Di akhir pidatonya, Pak JK menyatakan bahwa tiap konflik punya bentuk dan penyelesaiannya masing-masing, sehingga tidak ada satu pendekatan generik yang bisa diterapkan. Beliau membagi tips mediasi konflik mengambil peran sebagai negara:

  • menghentikan konflik fisik secara segera dan tanpa syarat (unconditionally, yakopo coro)
  • menentukan titik ekuilibrium di mana tidak ada pihak yang merasa superior (kalau negara yang superior semoga kedua pihak mau terima),
  • temukan kesamaan-kesamaan dan mulai diskusi dari situ,
  • perbaiki zona netral seperti rumah ibadah, pasar, terminal transportasi.

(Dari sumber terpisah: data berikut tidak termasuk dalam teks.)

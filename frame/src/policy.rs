//! Feature policy descriptor for embedded frames.
//!
//! The `allow` attribute value is a compatibility contract: dependents that
//! build their own frames reuse [`IFRAME_FEATURE_POLICY`] verbatim, and both the
//! primary frame and the overlay's URL frame carry the same value.

use serde::{Deserialize, Serialize};
use std::borrow::Cow;
use std::fmt;

/// Permission allow-list applied to every embedded frame.
///
/// Each capability is scoped to the host's own origin.
pub const IFRAME_FEATURE_POLICY: &str = "fullscreen 'self'; clipboard-read 'self'; \
clipboard-write 'self'; encrypted-media 'self'; microphone 'self'; camera 'self'; \
midi 'self'; geolocation 'self'; autoplay 'self'; payment 'self'";

/// A browser capability the embedded document may request.
#[derive(Debug, Clone, Copy, PartialEq, Eq, Hash, Serialize, Deserialize)]
#[serde(rename_all = "kebab-case")]
pub enum Feature {
    /// Element full-screen API
    Fullscreen,
    /// Reading from the clipboard
    ClipboardRead,
    /// Writing to the clipboard
    ClipboardWrite,
    /// Encrypted Media Extensions (DRM video)
    EncryptedMedia,
    /// Microphone capture
    Microphone,
    /// Camera capture
    Camera,
    /// Web MIDI
    Midi,
    /// Geolocation
    Geolocation,
    /// Media autoplay
    Autoplay,
    /// Payment Request API
    Payment,
}

impl Feature {
    /// Every feature, in the order it appears in the allow attribute.
    pub const ALL: [Self; 10] = [
        Self::Fullscreen,
        Self::ClipboardRead,
        Self::ClipboardWrite,
        Self::EncryptedMedia,
        Self::Microphone,
        Self::Camera,
        Self::Midi,
        Self::Geolocation,
        Self::Autoplay,
        Self::Payment,
    ];

    /// Directive name used in the `allow` attribute.
    #[must_use]
    pub const fn directive(self) -> &'static str {
        match self {
            Self::Fullscreen => "fullscreen",
            Self::ClipboardRead => "clipboard-read",
            Self::ClipboardWrite => "clipboard-write",
            Self::EncryptedMedia => "encrypted-media",
            Self::Microphone => "microphone",
            Self::Camera => "camera",
            Self::Midi => "midi",
            Self::Geolocation => "geolocation",
            Self::Autoplay => "autoplay",
            Self::Payment => "payment",
        }
    }
}

/// Allow-list builder.
///
/// The default policy renders exactly [`IFRAME_FEATURE_POLICY`]. Trusting an
/// embedded origin extends every directive with that origin.
///
/// ```
/// use unit_frame::policy::{FeaturePolicy, IFRAME_FEATURE_POLICY};
///
/// assert_eq!(FeaturePolicy::default().allow_attribute(), IFRAME_FEATURE_POLICY);
///
/// let trusted = FeaturePolicy::default().trust_origin("https://studio.example.org");
/// assert!(trusted
///     .allow_attribute()
///     .starts_with("fullscreen 'self' https://studio.example.org;"));
/// ```
#[derive(Debug, Clone, Default, PartialEq, Eq, Serialize, Deserialize)]
pub struct FeaturePolicy {
    trusted_origins: Vec<String>,
}

impl FeaturePolicy {
    /// Policy scoped to the host origin only.
    #[must_use]
    pub const fn same_origin() -> Self {
        Self {
            trusted_origins: Vec::new(),
        }
    }

    /// Extend every directive with an explicitly trusted origin.
    #[must_use]
    pub fn trust_origin(mut self, origin: impl Into<String>) -> Self {
        let origin = origin.into();
        if !self.trusted_origins.contains(&origin) {
            self.trusted_origins.push(origin);
        }
        self
    }

    /// Origins trusted beyond the host's own.
    #[must_use]
    pub fn trusted_origins(&self) -> &[String] {
        &self.trusted_origins
    }

    /// Value for the frame's `allow` attribute.
    #[must_use]
    pub fn allow_attribute(&self) -> Cow<'static, str> {
        if self.trusted_origins.is_empty() {
            Cow::Borrowed(IFRAME_FEATURE_POLICY)
        } else {
            Cow::Owned(self.to_string())
        }
    }
}

impl fmt::Display for FeaturePolicy {
    fn fmt(&self, f: &mut fmt::Formatter<'_>) -> fmt::Result {
        for (index, feature) in Feature::ALL.iter().enumerate() {
            if index > 0 {
                f.write_str("; ")?;
            }
            write!(f, "{} 'self'", feature.directive())?;
            for origin in &self.trusted_origins {
                write!(f, " {origin}")?;
            }
        }
        Ok(())
    }
}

Kembali ke awal tulisan ini, mengapa Hiroshima yang sudah punya label sebagai kampung perdamaian butuh memberi gelar Doktor Perdamaian buat Pak JK? Bisa jadi jawabannya karena Beliau sudah lebih bijak mengenai kebisajadi-bisajadian dalam pengusahaan perdamaian yang sejatinya tidak pernah tuntas. Jepang, sebagai negara yang diterapi budaya stereotip yang cerdas dalam menampilkan hal yang baik dan menyimpan berbagai ketidaksesuaian, rasanya ingin belajar bagaimana bertengkar dengan lebih baik dan menyelesaikan pertengkaran.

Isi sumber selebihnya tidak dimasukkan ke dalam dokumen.